Para nosotros, que hemos recibido la gracia de saber y de creer, no existe, en efecto, una alegría mayor que este encuentro entre Dios y los hombres, que este «cara a cara» entre el Hijo de Dios y nuestra humanidad. Con él, toda la naturaleza humana resulta no sólo salvada, sino ennoblecida, elevada por encima de sí misma, llevada más allá de sus propias capacidades naturales.
Al acoger al Hijo de Dios, como un hermano, en el corazón de la humanidad, todos los hombres quedan ahora destinados a penetrar en la vida íntima de Dios. En efecto, el nacimiento de Jesús del seno de la Virgen María es una prolongación, en el tiempo y sobre la tierra, de otro nacimiento, decididamente anterior a este último, en la eternidad y en el cielo: su nacimiento continuo del seno del Padre.

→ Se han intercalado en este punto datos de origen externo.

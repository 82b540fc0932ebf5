use crate::tree::Node;
use trellis_types::Axis;

/// Supplies the intrinsic size of leaves that have no fixed size on an axis.
///
/// Called at most once per leaf and axis during the intrinsic pass. Must be
/// pure: the same node and axis always give the same answer.
pub trait Measure: Send + Sync {
    fn measure_intrinsic(&self, node: &Node, axis: Axis) -> f32;
}

/// Every leaf measures `0`.
#[derive(Debug, Clone, Copy, Default)]
pub struct NoMeasure;

impl Measure for NoMeasure {
    #[inline(always)]
    fn measure_intrinsic(&self, _node: &Node, _axis: Axis) -> f32 {
        0.0
    }
}

impl<F> Measure for F
where
    F: Fn(&Node, Axis) -> f32 + Send + Sync,
{
    fn measure_intrinsic(&self, node: &Node, axis: Axis) -> f32 {
        self(node, axis)
    }
}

Y la alegría de María y José, como la de los pastores, es un reflejo de la infinita alegría que hacen comunicar al Padre y al Hijo, en la unidad del Espíritu Santo. El Padre contempla constantemente al Hijo, que fluye desde el abismo de su amor, y el Hijo fija sin fin la mirada del Padre. Un amor que profiere un Verbo y engendra un Hijo, y un Hijo que acoge el don del Padre, eternamente agradecido y colmado de amor.
Jamás podrá imaginar un mortal la infinidad de esta alegría divina. Y, sin embargo, he aquí que cada hombre está llamado a entrar en ella, a su vez, y a compartir aunque sólo sean las migajas, que, a pesar de todo, día tras día, son cada vez más.
Nuestra vocación de bautizados no tiene otro significado: hacer que esta alegría del Padre y del Hijo se convierta, progresivamente, en la nuestra. En efecto, también nosotros somos ahora hijos en el Hijo unigénito, coherederos con él. Podemos exclamar con él: «Abba, Padre», en el Espíritu Santo, puesto que no es sólo el Padre de Jesús, sino que es también nuestro Padre de verdad (cf. Rom 8,15).
El nacimiento que tuvo lugar la noche de Navidad es, en consecuencia, la prolongación del nacimiento eterno en la Trinidad.